There are over 5,000 species of wildflowers in the state of Texas.
TxDOT nurtures them through their carefully planned mowing policies.
All species of the Bluebonnet are considered the State Flower. There are also white bonnets and pink bonnets. These will not necessarily bloom the next year true to color if they are mixed among bluebonnets. This is due to their being pollinated by bees and if the bee goes from a bluebonnet to a white bonnet and pollinates the white bonnet, then it could come back as a bluebonnet.
More than 20% of wildflowers are in the Sunflower family.
Indian Paintbrush comes in colors ranging from orange to yellow to purple.
Goldenrod is often confused with ragweed which causes hayfever. However, the goldenrod is not a wind pollinated plant. It is pollinated by bees.
Yucca plants are often found in West Texas and items such as soap and baskets can be made from them.

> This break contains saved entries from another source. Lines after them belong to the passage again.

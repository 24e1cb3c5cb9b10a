//! Simulation module
//!
//! All gameplay logic lives here. This module must stay free of threads,
//! audio and rendering:
//! - One call to `tick` per loop iteration
//! - Randomness only through an injected `RangeRng`
//! - Side effects reported as `GameEvent`s

pub mod collision;
pub mod rng;
pub mod state;
pub mod tick;

pub use collision::{ship_hits_coin, ship_hits_obstacle};
pub use rng::{RangeRng, seeded};
pub use state::{Coin, GameEvent, GamePhase, GameState, Obstacle, Ship, Viewport};
pub use tick::tick;
//! Platform abstraction layer
//!
//! Everything the game needs from the host environment:
//! - Drawing surfaces (`Surface`)
//! - Input events (`HostInput`)
//! - Surface and visibility lifecycle (`Host`)

pub mod host;
pub mod input;
pub mod surface;

pub use host::Host;
pub use input::HostInput;
pub use surface::{HeadlessSurface, Surface, SurfaceMonitor};
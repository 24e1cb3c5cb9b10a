//! Random position source
//!
//! Spawn and recycle positions come from a `RangeRng` so tests can swap the
//! seeded generator for a scripted one.

use rand::{Rng, SeedableRng};
use rand_pcg::Pcg32;

/// Source of uniformly distributed integers over a closed range
pub trait RangeRng {
    /// Uniform integer in `lo..=hi`. Callers guarantee `lo <= hi`.
    fn uniform(&mut self, lo: i32, hi: i32) -> i32;

    /// Uniform integer in the half-open range `lo..hi`.
    ///
    /// A degenerate range (`hi <= lo`) is widened to `lo..lo + 1` instead of
    /// panicking, so a tiny viewport still yields a valid position.
    fn span(&mut self, lo: i32, hi: i32) -> i32 {
        let hi = hi.max(lo.saturating_add(1));
        self.uniform(lo, hi - 1)
    }
}

impl RangeRng for Pcg32 {
    fn uniform(&mut self, lo: i32, hi: i32) -> i32 {
        self.random_range(lo..=hi)
    }
}

/// Build the game's generator from a seed
pub fn seeded(seed: u64) -> Pcg32 {
    Pcg32::seed_from_u64(seed)
}
//! Star Dodge entry point
//!
//! Runs a complete session headlessly: a simulated display, an autopilot
//! feeding pointer input, and the real loop and spawner threads.
//!
//! Environment:
//! - `STAR_DODGE_FRAMES`: frames to run (default 600)
//! - `STAR_DODGE_SETTINGS`: settings file (default `star_dodge_settings.json`)

use std::path::PathBuf;
use std::sync::Arc;
use std::thread;
use std::time::Duration;

use glam::Vec2;

use star_dodge::audio::LogAudio;
use star_dodge::consts::{OBSTACLE_HIT_WIDTH, SHIP_HALF_EXTENT, SHIP_HIT_REACH_X};
use star_dodge::persistence::JsonFileStore;
use star_dodge::platform::{HeadlessSurface, Host, HostInput};
use star_dodge::renderer::{Frame, SpriteKind};
use star_dodge::sim::Viewport;
use star_dodge::{Session, Settings};

const DEFAULT_FRAMES: u64 = 600;
/// Simulated display refresh (~60 Hz)
const REFRESH: Duration = Duration::from_millis(16);
/// Candidate ship columns the autopilot considers
const LANE_STEP: f32 = 40.0;
/// How far above the ship the autopilot looks for asteroids
const LOOKAHEAD: f32 = 700.0;

fn main() {
    env_logger::init();
    log::info!("Star Dodge (headless) starting...");

    let settings_path = std::env::var_os("STAR_DODGE_SETTINGS")
        .map(PathBuf::from)
        .unwrap_or_else(|| PathBuf::from("star_dodge_settings.json"));
    let settings = Settings::load(&settings_path);
    let frames = std::env::var("STAR_DODGE_FRAMES")
        .ok()
        .and_then(|v| v.parse().ok())
        .unwrap_or(DEFAULT_FRAMES);

    let viewport = Viewport::new(1080, 1920);
    let input = Arc::new(HostInput::new());
    let store = JsonFileStore::new(&settings.best_score_path);
    log::info!("Best score file: {}", store.path().display());
    let session = Session::new(
        &settings,
        viewport,
        Box::new(store),
        Box::new(LogAudio),
        Arc::clone(&input),
    );
    let mut host = Host::new(session);

    let (surface, monitor) = HeadlessSurface::new(Some(REFRESH));
    if let Err(e) = host.surface_created(surface, viewport) {
        log::error!("Could not start the game loop: {}", e);
        std::process::exit(1);
    }

    let mut games = 1u32;
    let mut was_over = false;
    let mut last_report = 0u64;
    while monitor.frames() < frames {
        thread::sleep(REFRESH / 2);
        let Some(frame) = monitor.latest() else {
            continue;
        };

        if frame.game_over {
            if !was_over {
                log::info!("Game {} over with {} points", games, frame.score);
                games += 1;
            }
            let center = Vec2::new(viewport.width as f32, viewport.height as f32) / 2.0;
            host.pointer_down(center.x, center.y);
        } else {
            let target = steer(&frame, viewport);
            host.pointer_moved(target.x, target.y);
        }
        was_over = frame.game_over;

        let shown = monitor.frames();
        if shown >= last_report + 120 {
            last_report = shown;
            log::info!(
                "frame {}: score {}, best {}, coins on screen {}",
                shown,
                frame.score,
                frame.best_score,
                frame.count(SpriteKind::Coin)
            );
        }
    }

    if let Err(e) = host.surface_destroyed() {
        log::error!("Game loop did not shut down cleanly: {}", e);
    }

    if let Some(session) = host.session() {
        let state = session.state();
        println!(
            "Played {} frames over {} game(s): score {}, best {}",
            monitor.frames(),
            games,
            state.score,
            state.best.get()
        );
    }
}

/// Pick a pointer position that keeps the ship out of falling asteroids,
/// drifting toward coins when the way is clear.
fn steer(frame: &Frame, viewport: Viewport) -> Vec2 {
    let Some(ship) = frame.sprites.iter().find(|s| s.kind == SpriteKind::Ship) else {
        return Vec2::ZERO;
    };
    let ship_pos = ship.bounds.min + Vec2::splat(SHIP_HALF_EXTENT);
    let cruise_y = viewport.height as f32 * 0.75;

    let danger = |x: f32| -> f32 {
        frame
            .sprites
            .iter()
            .filter(|s| s.kind == SpriteKind::Asteroid)
            .filter(|s| {
                s.bounds.max().y > ship_pos.y - LOOKAHEAD
                    && s.bounds.min.y < ship_pos.y + SHIP_HALF_EXTENT
            })
            .filter(|s| {
                x + SHIP_HIT_REACH_X + LANE_STEP > s.bounds.min.x
                    && x < s.bounds.min.x + OBSTACLE_HIT_WIDTH + LANE_STEP
            })
            .map(|s| s.bounds.max().y)
            .fold(0.0, f32::max)
    };
    let coin_x = frame
        .sprites
        .iter()
        .filter(|s| s.kind == SpriteKind::Coin && s.bounds.min.y > 0.0)
        .map(|s| s.bounds.min.x)
        .min_by(|a, b| (a - ship_pos.x).abs().total_cmp(&(b - ship_pos.x).abs()));
    let goal_x = coin_x.unwrap_or(ship_pos.x);

    let lanes = (viewport.width as f32 / LANE_STEP) as u32;
    let best = (0..=lanes)
        .map(|i| i as f32 * LANE_STEP)
        .min_by(|a, b| {
            let score = |x: f32| danger(x) * 10.0 + (x - goal_x).abs();
            score(*a).total_cmp(&score(*b))
        })
        .unwrap_or(ship_pos.x);

    // Move a bounded step per frame, like a finger dragging across the screen
    let step = (best - ship_pos.x).clamp(-LANE_STEP * 2.0, LANE_STEP * 2.0);
    Vec2::new(ship_pos.x + step, cruise_y)
}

Prickly poppies have branched, prickly stems and are an abundant supplier of pollen for insects. They come in white, red and pink colors.
Horsemint is in the Mint Family and tea can be made from its leaves. It also attracts bees, butterflies and hummingbirds who are seeking nectar. It blooms from May to September.
Sideoats Grama is the State Grass of Texas. It is a warm season grass growing from July to September.
Little Bluestem has an extensive root system.
Buffalograss is excellent for erosion control and can survive short mowings.
Sand Lovegrass is sometimes called "Ice Cream Grass" because livestock love to eat it and the tops of it look like ice cream.
The department mows and cares for 800,000 acres of right of way.